◎「とき(溶き・梳き・解き・説き)」(動詞)

「とけ(解け)」の他動表現。「とけ(解け)」の状態にすること。すなわち、(それゆえに凝固感を感じる)独立した存在感を消失させ融和感が感じられるような状態にすること。とかれるのは凝固的状態にある物体(溶(と)き。髪なら「梳(と)き」)だけではなく、(脳ニューロンの反応のあり方として)障害無く流通しない思考のあり方や記憶、すなわち問題や疑問、である場合もある(疑問緊張の解消。それらを解(と)く)。またそれは人間関係であることもあり、そのために人をとく(説(と)く)こともある(相互の不理解緊張の解消)。

「太刀が緒(を)も いまだ解かずて(登加受弖) 襲(おすひ)をも いまだ解かねば(登加泥婆)…」(『古事記』歌謡2)。

「袖ひちてむすひし水のこほれるを春立つけふの風やとくらむ」(『古今和歌集』:春風が氷をとく、という表現であるが、後世では、氷をとかす、氷がとける、という言い方が一般的になっていく)。

「御髪(みぐし)手づからけづりたまふ。……………ときはてたれば、つやつやとけうらなり。」(『源氏物語』:髪をとく)。

「『唯今なん、御車のしやうぞく(装束)ときて、みずゐしん(御随身)ばらもみな乱れはべりぬ』」(『蜻蛉日記』)。

「大覚寺殿にて、近習の人、なぞなぞを作りて解かれける処へ」(『徒然草』:謎をとく、疑いをとく、問題をとく、といつた言い方をする)。

「法(のり)の師の世の理(ことわり)とき聞かせむ所の心地するも」(『源氏物語』:理(ことわり)をとく。これは、世をとく、と言ってもいい。といたその言語表現が世を部分化し全体化すればそれは「ことわり」になる)。

「天皇(すめらみこと)、皇太子(ひつぎのみこ)を請(ま)せて勝鬘經(しようまんぎやう)を講(と)かしめたまふ。三日(みか)に說(と)き竟(を)へつ」(『日本書紀』:「請(ま)せ」は、「いまし(坐し)」の「い」が無音化した表現の使役。いらっしゃらせて、のような表現になる)。

「警戒をとく」。「囲みをとく」。「任(ニン)をとく」(解任する)。

 

◎「とけ(溶け・解け)」(動詞)

擬態「とろ」の動詞化。「とろ」がそのまま保存されている「とけ(溶け・解け)」の後に生まれたであろう「とろけ」という動詞もある。擬態「とろ」はその項参照。固体が液状化したりするその崩壊・溶解状態を表現する。「とけ(溶け・解け)」は物体(たとえば氷)やその構成(たとえば紐の結び目。
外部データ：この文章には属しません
use thiserror::Error;

#[derive(Error, Debug)]
pub enum Error {
    /// A required setting (credential, endpoint, numeric knob) is missing or invalid.
    #[error("Configuration error: {0}")]
    Configuration(String),

    #[error("Invalid input: {0}")]
    InvalidInput(String),

    /// The search provider failed or answered with something we cannot use.
    #[error("Upstream error{}: {message}", status_suffix(.status))]
    Upstream {
        status: Option<u16>,
        message: String,
    },

    #[error("Inference error: {0}")]
    Inference(String),

    #[error("IO error: {0}")]
    Io(#[from] std::io::Error),

    #[error("Serialization error: {0}")]
    Serialization(#[from] serde_json::Error),

    #[error("HTTP error: {0}")]
    Http(#[from] reqwest::Error),
}

impl Error {
    pub fn upstream(status: Option<u16>, message: impl Into<String>) -> Self {
        Error::Upstream {
            status,
            message: message.into(),
        }
    }

    /// True for failures caused by the caller rather than by this service or its providers.
    pub fn is_client_error(&self) -> bool {
        matches!(self, Error::InvalidInput(_))
    }
}

pub type Result<T> = std::result::Result<T, Error>;

fn status_suffix(status: &Option<u16>) -> String {
    status.map(|s| format!(" ({s})")).unwrap_or_default()
}

/// Why a single candidate page could not be used.
#[derive(Error, Debug, Clone, PartialEq, Eq)]
pub enum FetchFailure {
    #[error("transport error: {0}")]
    Transport(String),

    #[error("request timed out")]
    Timeout,

    #[error("unexpected status {0}")]
    Status(u16),

    #[error("wrong domain: {0}")]
    WrongDomain(String),
}

#[derive(Error, Debug, Clone, PartialEq, Eq)]
pub enum ExtractionMiss {
    #[error("no known content container")]
    NoContainer,

    #[error("extracted text too short ({0} chars)")]
    TooShort(usize),
}

/// Reason a candidate was left out of a response. Never fatal to the request.
#[derive(Error, Debug, Clone, PartialEq, Eq)]
pub enum DropReason {
    #[error("fetch failed: {0}")]
    Fetch(#[from] FetchFailure),

    #[error("extraction failed: {0}")]
    Extraction(#[from] ExtractionMiss),

    #[error("duplicate link")]
    Duplicate,
}

#[cfg(test)]
mod tests {
    use super::*;

    #[test]
    fn test_upstream_display() {
        let err = Error::upstream(Some(401), "Authentication failed");
        assert_eq!(err.to_string(), "Upstream error (401): Authentication failed");

        let err = Error::upstream(None, "missing items");
        assert_eq!(err.to_string(), "Upstream error: missing items");
    }

    #[test]
    fn test_drop_reason_from() {
        let reason: DropReason = FetchFailure::Status(404).into();
        assert_eq!(reason.to_string(), "fetch failed: unexpected status 404");

        let reason: DropReason = ExtractionMiss::TooShort(12).into();
        assert_eq!(reason, DropReason::Extraction(ExtractionMiss::TooShort(12)));
    }

    #[test]
    fn test_is_client_error() {
        assert!(Error::InvalidInput("empty query".into()).is_client_error());
        assert!(!Error::Configuration("missing key".into()).is_client_error());
    }
}
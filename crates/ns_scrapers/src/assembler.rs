use std::collections::HashSet;
use std::sync::Arc;

use futures::stream::{self, StreamExt};
use ns_core::config::AssemblyConfig;
use ns_core::{
    clean_title, trimmed_len, Article, Assembly, DropReason, DroppedCandidate, ExtractionMiss,
    PageFetcher, SearchCandidate, SearchResponse,
};
use tracing::{debug, info, instrument};

use crate::scrapers::ArticleExtractor;

/// Folds per-candidate fetch and extraction outcomes into one ordered response.
pub struct ResultAssembler {
    fetcher: Arc<dyn PageFetcher>,
    extractor: Arc<dyn ArticleExtractor>,
    min_text_chars: usize,
    concurrency: usize,
}

impl ResultAssembler {
    pub fn new(
        fetcher: Arc<dyn PageFetcher>,
        extractor: Arc<dyn ArticleExtractor>,
        config: &AssemblyConfig,
    ) -> Self {
        Self {
            fetcher,
            extractor,
            min_text_chars: config.min_text_chars,
            concurrency: config.concurrency.max(1),
        }
    }

    /// Fetches and extracts every candidate at most once, up to `concurrency`
    /// at a time. Output order always follows candidate order.
    #[instrument(skip_all, fields(candidates = candidates.len()))]
    pub async fn assemble(&self, candidates: Vec<SearchCandidate>) -> Assembly {
        let mut seen = HashSet::new();
        let marked: Vec<(SearchCandidate, bool)> = candidates
            .into_iter()
            .map(|candidate| {
                let duplicate = !seen.insert(candidate.link.clone());
                (candidate, duplicate)
            })
            .collect();

        let outcomes: Vec<(SearchCandidate, Result<Article, DropReason>)> = stream::iter(marked)
            .map(|(candidate, duplicate)| async move {
                if duplicate {
                    return (candidate, Err(DropReason::Duplicate));
                }
                let outcome = self.process(&candidate).await;
                (candidate, outcome)
            })
            .buffered(self.concurrency)
            .collect()
            .await;

        let mut articles = Vec::new();
        let mut dropped = Vec::new();
        for (candidate, outcome) in outcomes {
            match outcome {
                Ok(article) => articles.push(article),
                Err(reason) => {
                    debug!(link = %candidate.link, %reason, "Dropped candidate");
                    dropped.push(DroppedCandidate {
                        link: candidate.link,
                        title: clean_title(&candidate.title),
                        reason,
                    });
                }
            }
        }

        info!(accepted = articles.len(), dropped = dropped.len(), "Assembled search response");
        Assembly {
            response: SearchResponse::new(articles),
            dropped,
        }
    }

    async fn process(&self, candidate: &SearchCandidate) -> Result<Article, DropReason> {
        let text = self.fetch_text(&candidate.link).await?;
        Ok(Article {
            title: clean_title(&candidate.title),
            link: candidate.link.clone(),
            text,
        })
    }

    pub fn extractor(&self) -> &dyn ArticleExtractor {
        self.extractor.as_ref()
    }

    /// Fetch, extract and length-check one page.
    pub async fn fetch_text(&self, url: &str) -> Result<String, DropReason> {
        let page = self.fetcher.fetch(url).await?;
        let text = self
            .extractor
            .extract(&page.html)
            .ok_or(ExtractionMiss::NoContainer)?;

        let len = trimmed_len(&text);
        if len <= self.min_text_chars {
            return Err(ExtractionMiss::TooShort(len).into());
        }
        Ok(text.trim().to_string())
    }
}
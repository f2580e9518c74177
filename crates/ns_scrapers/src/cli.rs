use clap::Args;
use ns_core::{Assembly, Result};

use crate::manager::SearchManager;

#[derive(Args, Debug, Clone)]
pub struct SearchArgs {
    /// Free-text query sent to the news search provider
    pub query: String,
    /// Number of search candidates to request (clamped to 1..=max)
    #[arg(short, long, default_value_t = 10)]
    pub display: u32,
    /// Print the response as JSON
    #[arg(long)]
    pub json: bool,
    /// Also list candidates that were dropped and why
    #[arg(long)]
    pub show_dropped: bool,
}

#[derive(Args, Debug, Clone)]
pub struct UrlArgs {
    /// Article URL to fetch and extract
    pub url: String,
}

pub async fn handle_search(args: SearchArgs, manager: &SearchManager) -> Result<Assembly> {
    let assembly = manager.search(&args.query, args.display).await?;

    if args.json {
        println!("{}", serde_json::to_string_pretty(&assembly.response)?);
    } else {
        println!("Found {} articles", assembly.response.total);
        for article in &assembly.response.articles {
            println!("📰 {} - {}", article.title, article.link);
            println!("{}\n", article.text);
        }
    }

    if args.show_dropped {
        for dropped in &assembly.dropped {
            eprintln!("⏭️ {} - {} ({})", dropped.title, dropped.link, dropped.reason);
        }
    }

    Ok(assembly)
}

pub async fn handle_url(args: UrlArgs, manager: &SearchManager) -> Result<()> {
    match manager.scrape_url(&args.url).await? {
        Ok(text) => println!("{}", text),
        Err(reason) => eprintln!("Failed to extract {}: {}", args.url, reason),
    }
    Ok(())
}
use std::sync::Arc;
use ns_core::{InferenceModel, Transcriber};
use ns_scrapers::SearchManager;

pub struct AppState {
    pub manager: Arc<SearchManager>,
    /// `None` when no model is configured; `/analyze` then answers 503.
    pub inference_model: Option<Arc<dyn InferenceModel>>,
    pub transcriber: Option<Arc<dyn Transcriber>>,
}
pub mod models;

pub use models::{create_model, create_transcriber};
pub use ns_core::{InferenceModel, Transcriber};

pub mod prelude {
    pub use super::models::{create_model, create_transcriber, DummyModel, OpenAiModel};
    pub use ns_core::config::InferenceConfig;
    pub use ns_core::{Article, Error, InferenceModel, Result, Transcriber};
}
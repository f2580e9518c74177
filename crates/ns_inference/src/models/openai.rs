use std::fmt;
use std::sync::Arc;

use async_trait::async_trait;
use ns_core::config::InferenceConfig;
use ns_core::logging::truncate_for_log;
use ns_core::{Article, Error, InferenceModel, Result, Transcriber};
use reqwest::multipart::{Form, Part};
use reqwest::{Client, Response};
use serde::{Deserialize, Serialize};
use tracing::{debug, error, instrument};

#[derive(Serialize)]
struct ChatMessage {
    role: String,
    content: String,
}

#[derive(Serialize)]
struct ChatRequest {
    model: String,
    messages: Vec<ChatMessage>,
}

#[derive(Deserialize)]
struct ChatResponse {
    choices: Vec<Choice>,
}

#[derive(Deserialize)]
struct Choice {
    message: Message,
}

#[derive(Deserialize)]
struct Message {
    content: Option<String>,
}

#[derive(Deserialize)]
struct TranscriptionResponse {
    text: String,
}

/// Chat-completions client for OpenAI and compatible endpoints.
pub struct OpenAiModel {
    client: Arc<Client>,
    api_key: String,
    base_url: String,
    model_name: String,
    transcription_model: String,
}

impl OpenAiModel {
    pub fn new(config: &InferenceConfig) -> Result<Self> {
        let api_key = config
            .api_key
            .clone()
            .ok_or_else(|| Error::Configuration("OPENAI_API_KEY is not set".to_string()))?;
        let client = Client::builder().timeout(config.timeout).build()?;
        Ok(Self {
            client: Arc::new(client),
            api_key,
            base_url: config.base_url.trim_end_matches('/').to_string(),
            model_name: config.model_name.clone(),
            transcription_model: config.transcription_model.clone(),
        })
    }

    /// Every failure talking to the provider is an inference error, whatever layer it came from.
    async fn send(&self, request: reqwest::RequestBuilder) -> Result<Response> {
        let response = request
            .header("Authorization", format!("Bearer {}", self.api_key))
            .send()
            .await
            .map_err(|e| {
                error!(error = %e, "OpenAI request failed");
                Error::Inference(format!("OpenAI request failed: {e}"))
            })?;

        let status = response.status();
        if !status.is_success() {
            let body = response.text().await.unwrap_or_default();
            error!(
                status = status.as_u16(),
                body = %truncate_for_log(&body, 200),
                "OpenAI API error"
            );
            return Err(Error::Inference(format!(
                "OpenAI API error ({}): {}",
                status.as_u16(),
                body
            )));
        }
        Ok(response)
    }
}

async fn decode<T: serde::de::DeserializeOwned>(response: Response) -> Result<T> {
    response
        .json::<T>()
        .await
        .map_err(|e| Error::Inference(format!("Invalid response from OpenAI API: {e}")))
}

impl fmt::Debug for OpenAiModel {
    fn fmt(&self, f: &mut fmt::Formatter<'_>) -> fmt::Result {
        f.debug_struct("OpenAiModel")
            .field("client", &"<reqwest::Client>")
            .field("api_key", &"<redacted>")
            .field("base_url", &self.base_url)
            .field("model_name", &self.model_name)
            .field("transcription_model", &self.transcription_model)
            .finish()
    }
}

#[async_trait]
impl InferenceModel for OpenAiModel {
    fn name(&self) -> &str {
        "OpenAI"
    }

    #[instrument(skip_all, fields(model = %self.model_name, articles = articles.len()))]
    async fn analyze(&self, prompt: &str, articles: &[Article]) -> Result<String> {
        // The prompt steers; the articles travel as the user turn, verbatim JSON.
        let request = ChatRequest {
            model: self.model_name.clone(),
            messages: vec![
                ChatMessage {
                    role: "system".to_string(),
                    content: prompt.to_string(),
                },
                ChatMessage {
                    role: "user".to_string(),
                    content: serde_json::to_string_pretty(articles)?,
                },
            ],
        };

        let response = self
            .send(
                self.client
                    .post(format!("{}/chat/completions", self.base_url))
                    .json(&request),
            )
            .await?;

        let response: ChatResponse = decode(response).await?;
        let content = response
            .choices
            .into_iter()
            .next()
            .and_then(|choice| choice.message.content)
            .ok_or_else(|| Error::Inference("OpenAI API returned no choices".to_string()))?;

        debug!(chars = content.chars().count(), "Analysis generated");
        Ok(content)
    }
}

#[async_trait]
impl Transcriber for OpenAiModel {
    #[instrument(skip(self, audio), fields(model = %self.transcription_model, bytes = audio.len()))]
    async fn transcribe(&self, audio: Vec<u8>, filename: &str) -> Result<String> {
        if audio.is_empty() {
            return Err(Error::InvalidInput("audio must not be empty".to_string()));
        }
        let filename = if filename.trim().is_empty() {
            "audio.wav"
        } else {
            filename
        };

        let form = Form::new()
            .text("model", self.transcription_model.clone())
            .part("file", Part::bytes(audio).file_name(filename.to_string()));

        let response = self
            .send(
                self.client
                    .post(format!("{}/audio/transcriptions", self.base_url))
                    .multipart(form),
            )
            .await?;

        let transcription: TranscriptionResponse = decode(response).await?;
        let text = transcription.text.trim().to_string();
        debug!(chars = text.chars().count(), "Audio transcribed");
        Ok(text)
    }
}
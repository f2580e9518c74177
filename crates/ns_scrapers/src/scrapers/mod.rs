pub mod korea;
pub use korea::naver::NaverArticleExtractor;

/// Turns a publisher page into plain article text.
///
/// Implementations are pure: the same HTML always yields the same text, and
/// `None` means the page is not an article this extractor knows.
pub trait ArticleExtractor: Send + Sync {
    /// Returns the name of the news source
    fn source(&self) -> &str;

    fn extract(&self, html: &str) -> Option<String>;

    /// Returns true if this extractor knows the layout served at the given URL
    fn can_handle(&self, url: &str) -> bool;
}

/// Common utilities for extractors
pub(crate) mod utils {
    use ns_core::{Error, Result};
    use scraper::node::Node;
    use scraper::{ElementRef, Html, Selector};
    use url::Url;

    pub fn parse_url(url: &str) -> Result<Url> {
        Url::parse(url).map_err(|e| Error::InvalidInput(format!("Failed to parse URL: {}", e)))
    }

    /// Finds the first container matching one of `containers` (in priority
    /// order) and linearizes it, skipping every subtree matched by `excluded`.
    pub fn extract_container_text(
        document: &Html,
        containers: &[Selector],
        excluded: &Selector,
    ) -> Option<String> {
        let container = containers
            .iter()
            .find_map(|selector| document.select(selector).next())?;

        let mut lines = Vec::new();
        collect_lines(container, excluded, &mut lines);

        let text = lines.join("\n").trim().to_string();
        if text.is_empty() {
            None
        } else {
            Some(text)
        }
    }

    /// Each non-blank text node becomes its own trimmed line; `<br>` only
    /// ever separates lines, so it contributes no text of its own.
    fn collect_lines(element: ElementRef<'_>, excluded: &Selector, lines: &mut Vec<String>) {
        for child in element.children() {
            if let Some(child_element) = ElementRef::wrap(child) {
                if excluded.matches(&child_element) || child_element.value().name() == "br" {
                    continue;
                }
                collect_lines(child_element, excluded, lines);
            } else if let Node::Text(text) = child.value() {
                let trimmed = text.trim();
                if !trimmed.is_empty() {
                    lines.push(trimmed.to_string());
                }
            }
        }
    }
}
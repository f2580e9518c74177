pub mod config;
pub mod error;
pub mod logging;
pub mod models;
pub mod pipeline;
pub mod types;

pub use config::AppConfig;
pub use error::{DropReason, Error, ExtractionMiss, FetchFailure, Result};
pub use models::{InferenceModel, Transcriber};
pub use pipeline::{PageFetcher, SearchProvider};
pub use types::{
    clamp_display, clean_title, trimmed_len, Article, Assembly, DroppedCandidate, FetchResult,
    FetchedPage, SearchCandidate, SearchResponse,
};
人の構成なら、包囲)であれ、知的状態(たとえば問題)・心情状態(例えば緊張)・社会的状態(たとえば役職や地位)であれ、凝固にそうした崩壊・溶解が生じることを表現する自動表現。他動表現「とき(溶き・梳き・解き・説き)」、使役型他動表現「とかし(溶かし・梳かし)」がある。

「薄氷解けぬる池の鏡には…」(『源氏物語』)。

「昼解け(とけ:等家)ば解けなへ紐の我が背なに相寄るとかも夜解けやすけ」(万3483)。

「さりとも今宵日ごろの 恨みは解けなむ、と 思ひたまへしに…」(『源氏物語』)。

「…嬉しみと 紐の緒解(と)きて 家のごと 解(と)けてぞ遊ぶ…」(万1753:我が家にいるように何の緊張や気遣いもなくくつろぎ遊ぶ)。

「かの、解けたりし蔵人も、還(かへ)りなりにけり」(『源氏物語』:これは解任されていた蔵人。それが復任した)。

「問題がとけ」。「謎がとけ」。

 

◎「とかし(溶かし・・梳かし)」(動詞)

「とけ(溶け・解け)」の使役型他動表現。

「TOKASHI(トカシ),―su―ta. トカス, 觧, t.v.  To dissolve(分解する), to melt(溶かす), to untie(解(ほど)く),unravel(解(と)く、ほぐす).  Kusuri(クスリ) wo(ヲ) midzu(ミヅ) ni(ニ) ―, to dissolve medicine in water(薬を水で溶かす). Kori(コオリ) wo(ヲ) ―, to melt ice(氷をとかす)」(『和英語林集成』)。

「『おまはんの首(つむ)りがひどくうつとしそふだねへ。そつと束ねてあげよふかへ。……』『そふよ、まだ居ても能(よか)ァそろそろととかしてくんなァ』」(『春色梅児誉美』)。